Problem requirements:
Within the material below, how many lines contain the word "validator"? Give that number only.
******
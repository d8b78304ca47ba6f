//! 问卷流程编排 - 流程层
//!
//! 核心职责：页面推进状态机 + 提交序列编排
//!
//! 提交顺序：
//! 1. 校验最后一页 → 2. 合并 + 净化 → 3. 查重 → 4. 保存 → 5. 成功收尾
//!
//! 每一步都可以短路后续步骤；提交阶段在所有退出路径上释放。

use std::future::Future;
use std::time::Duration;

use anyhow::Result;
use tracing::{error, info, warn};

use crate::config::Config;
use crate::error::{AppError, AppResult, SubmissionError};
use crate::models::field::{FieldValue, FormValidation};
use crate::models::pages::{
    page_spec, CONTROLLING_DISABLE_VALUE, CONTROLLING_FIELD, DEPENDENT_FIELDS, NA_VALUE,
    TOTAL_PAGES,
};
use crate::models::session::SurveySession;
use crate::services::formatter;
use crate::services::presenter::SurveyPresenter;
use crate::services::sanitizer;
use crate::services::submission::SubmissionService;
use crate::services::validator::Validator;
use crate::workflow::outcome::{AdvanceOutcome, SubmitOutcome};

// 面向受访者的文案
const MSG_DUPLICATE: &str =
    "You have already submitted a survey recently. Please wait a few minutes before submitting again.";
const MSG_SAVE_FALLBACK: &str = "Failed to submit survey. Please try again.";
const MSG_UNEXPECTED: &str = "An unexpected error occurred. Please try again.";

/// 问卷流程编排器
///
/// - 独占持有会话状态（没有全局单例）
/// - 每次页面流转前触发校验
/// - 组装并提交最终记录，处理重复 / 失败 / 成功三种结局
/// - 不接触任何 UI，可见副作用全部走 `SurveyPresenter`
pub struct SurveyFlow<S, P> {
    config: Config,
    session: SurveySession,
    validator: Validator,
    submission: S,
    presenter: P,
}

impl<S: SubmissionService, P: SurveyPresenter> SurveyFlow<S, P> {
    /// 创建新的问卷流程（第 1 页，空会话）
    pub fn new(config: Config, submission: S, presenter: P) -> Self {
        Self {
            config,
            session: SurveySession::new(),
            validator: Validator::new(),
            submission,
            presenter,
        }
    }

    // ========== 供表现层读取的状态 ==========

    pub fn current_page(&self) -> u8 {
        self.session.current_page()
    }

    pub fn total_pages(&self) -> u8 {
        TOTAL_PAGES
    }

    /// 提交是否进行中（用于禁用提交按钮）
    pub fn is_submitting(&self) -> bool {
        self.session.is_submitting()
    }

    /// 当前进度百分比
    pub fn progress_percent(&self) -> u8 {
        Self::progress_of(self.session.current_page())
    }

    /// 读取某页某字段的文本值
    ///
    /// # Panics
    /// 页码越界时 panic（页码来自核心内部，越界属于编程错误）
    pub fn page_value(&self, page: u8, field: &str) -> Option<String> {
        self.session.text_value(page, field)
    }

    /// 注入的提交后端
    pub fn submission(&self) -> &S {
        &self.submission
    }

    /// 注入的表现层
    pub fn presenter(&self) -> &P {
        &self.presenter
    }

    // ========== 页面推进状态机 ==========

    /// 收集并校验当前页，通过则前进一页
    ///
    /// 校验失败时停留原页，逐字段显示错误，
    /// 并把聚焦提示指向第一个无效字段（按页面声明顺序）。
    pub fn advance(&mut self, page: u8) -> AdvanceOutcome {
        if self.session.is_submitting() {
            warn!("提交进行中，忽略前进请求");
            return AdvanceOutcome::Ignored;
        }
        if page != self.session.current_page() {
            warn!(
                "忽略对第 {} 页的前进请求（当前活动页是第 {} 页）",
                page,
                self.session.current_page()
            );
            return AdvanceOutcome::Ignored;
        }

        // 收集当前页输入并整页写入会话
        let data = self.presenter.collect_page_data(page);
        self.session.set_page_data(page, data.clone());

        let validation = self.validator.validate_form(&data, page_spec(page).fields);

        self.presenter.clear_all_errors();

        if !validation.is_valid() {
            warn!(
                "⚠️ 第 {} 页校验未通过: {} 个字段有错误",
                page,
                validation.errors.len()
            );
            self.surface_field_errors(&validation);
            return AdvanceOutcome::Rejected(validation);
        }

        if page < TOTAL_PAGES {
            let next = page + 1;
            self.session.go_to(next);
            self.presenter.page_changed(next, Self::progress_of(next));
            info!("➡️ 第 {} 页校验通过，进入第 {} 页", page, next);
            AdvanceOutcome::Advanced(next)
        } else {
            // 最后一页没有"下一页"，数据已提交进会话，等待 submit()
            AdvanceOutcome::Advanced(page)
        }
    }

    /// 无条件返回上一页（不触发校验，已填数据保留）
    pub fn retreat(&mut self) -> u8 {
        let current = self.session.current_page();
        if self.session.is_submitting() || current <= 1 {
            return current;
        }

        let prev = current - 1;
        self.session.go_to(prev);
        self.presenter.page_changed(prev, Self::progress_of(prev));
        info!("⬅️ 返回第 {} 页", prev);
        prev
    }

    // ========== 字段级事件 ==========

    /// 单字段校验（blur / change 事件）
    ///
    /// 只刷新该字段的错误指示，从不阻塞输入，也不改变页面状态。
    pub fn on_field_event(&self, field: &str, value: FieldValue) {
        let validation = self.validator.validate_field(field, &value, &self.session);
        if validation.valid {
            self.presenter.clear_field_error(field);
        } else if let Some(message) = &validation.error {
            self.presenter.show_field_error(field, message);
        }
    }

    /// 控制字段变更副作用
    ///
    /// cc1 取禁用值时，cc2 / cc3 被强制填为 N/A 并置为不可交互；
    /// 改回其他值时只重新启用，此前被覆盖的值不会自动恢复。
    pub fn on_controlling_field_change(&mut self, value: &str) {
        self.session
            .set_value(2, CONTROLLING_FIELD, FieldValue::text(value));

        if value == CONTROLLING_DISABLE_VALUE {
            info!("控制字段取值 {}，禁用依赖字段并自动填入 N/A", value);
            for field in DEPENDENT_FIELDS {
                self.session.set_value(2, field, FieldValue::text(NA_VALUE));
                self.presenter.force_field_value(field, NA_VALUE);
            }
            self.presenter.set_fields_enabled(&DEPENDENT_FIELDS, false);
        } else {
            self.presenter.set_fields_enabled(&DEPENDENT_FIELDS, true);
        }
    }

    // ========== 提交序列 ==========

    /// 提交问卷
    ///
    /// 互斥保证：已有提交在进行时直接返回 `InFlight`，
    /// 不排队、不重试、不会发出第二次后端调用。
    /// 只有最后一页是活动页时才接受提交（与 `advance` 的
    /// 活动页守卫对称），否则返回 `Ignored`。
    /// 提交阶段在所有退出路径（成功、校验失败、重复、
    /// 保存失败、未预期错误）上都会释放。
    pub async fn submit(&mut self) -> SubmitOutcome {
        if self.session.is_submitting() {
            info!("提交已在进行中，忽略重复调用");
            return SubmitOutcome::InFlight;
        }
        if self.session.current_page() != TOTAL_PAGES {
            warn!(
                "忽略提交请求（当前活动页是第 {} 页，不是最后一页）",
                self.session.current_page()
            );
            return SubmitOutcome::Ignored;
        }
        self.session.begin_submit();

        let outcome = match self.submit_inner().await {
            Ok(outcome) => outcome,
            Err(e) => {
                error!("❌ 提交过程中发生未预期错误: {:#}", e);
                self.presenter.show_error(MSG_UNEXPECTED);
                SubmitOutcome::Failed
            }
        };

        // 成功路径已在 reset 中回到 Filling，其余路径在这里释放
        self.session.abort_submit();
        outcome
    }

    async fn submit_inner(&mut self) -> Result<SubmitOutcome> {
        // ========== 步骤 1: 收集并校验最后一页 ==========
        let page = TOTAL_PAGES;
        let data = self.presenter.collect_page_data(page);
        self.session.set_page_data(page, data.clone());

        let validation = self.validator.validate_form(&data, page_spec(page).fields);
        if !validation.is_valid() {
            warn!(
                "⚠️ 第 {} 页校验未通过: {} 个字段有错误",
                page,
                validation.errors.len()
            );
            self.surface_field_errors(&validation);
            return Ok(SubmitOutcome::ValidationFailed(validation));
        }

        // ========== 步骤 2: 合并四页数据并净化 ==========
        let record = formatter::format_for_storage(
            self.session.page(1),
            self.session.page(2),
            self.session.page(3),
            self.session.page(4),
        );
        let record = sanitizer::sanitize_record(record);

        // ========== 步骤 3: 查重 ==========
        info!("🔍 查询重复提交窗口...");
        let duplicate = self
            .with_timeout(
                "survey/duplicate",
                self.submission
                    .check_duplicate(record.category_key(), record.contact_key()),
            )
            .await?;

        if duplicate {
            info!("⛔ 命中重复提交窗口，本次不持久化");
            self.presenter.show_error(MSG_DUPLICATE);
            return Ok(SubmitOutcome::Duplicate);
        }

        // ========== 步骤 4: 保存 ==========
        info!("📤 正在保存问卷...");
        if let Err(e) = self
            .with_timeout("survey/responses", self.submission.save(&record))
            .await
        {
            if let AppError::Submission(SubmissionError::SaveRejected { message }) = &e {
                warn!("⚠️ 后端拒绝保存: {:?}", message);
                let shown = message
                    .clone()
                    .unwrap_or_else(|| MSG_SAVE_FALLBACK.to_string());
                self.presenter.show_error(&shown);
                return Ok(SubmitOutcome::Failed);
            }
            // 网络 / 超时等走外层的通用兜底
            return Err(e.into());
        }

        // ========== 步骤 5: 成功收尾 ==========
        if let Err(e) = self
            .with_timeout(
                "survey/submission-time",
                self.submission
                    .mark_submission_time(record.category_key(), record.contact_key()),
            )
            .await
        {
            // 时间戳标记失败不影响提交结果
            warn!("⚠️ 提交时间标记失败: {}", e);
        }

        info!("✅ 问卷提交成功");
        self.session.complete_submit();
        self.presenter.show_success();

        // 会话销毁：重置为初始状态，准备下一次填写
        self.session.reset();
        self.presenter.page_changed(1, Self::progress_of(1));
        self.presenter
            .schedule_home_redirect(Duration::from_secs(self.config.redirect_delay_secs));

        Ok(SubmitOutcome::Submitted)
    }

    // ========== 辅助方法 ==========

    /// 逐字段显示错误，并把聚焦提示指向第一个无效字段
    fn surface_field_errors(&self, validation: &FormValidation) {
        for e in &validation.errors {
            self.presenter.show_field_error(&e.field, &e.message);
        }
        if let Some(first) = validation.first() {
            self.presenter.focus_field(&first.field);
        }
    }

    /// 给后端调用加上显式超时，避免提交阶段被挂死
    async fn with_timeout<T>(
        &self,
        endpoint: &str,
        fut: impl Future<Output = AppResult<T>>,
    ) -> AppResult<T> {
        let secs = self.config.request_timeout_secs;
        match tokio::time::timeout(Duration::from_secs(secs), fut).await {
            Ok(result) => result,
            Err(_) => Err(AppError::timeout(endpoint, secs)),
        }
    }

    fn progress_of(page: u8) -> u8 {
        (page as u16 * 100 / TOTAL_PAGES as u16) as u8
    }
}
******
Answer space:
6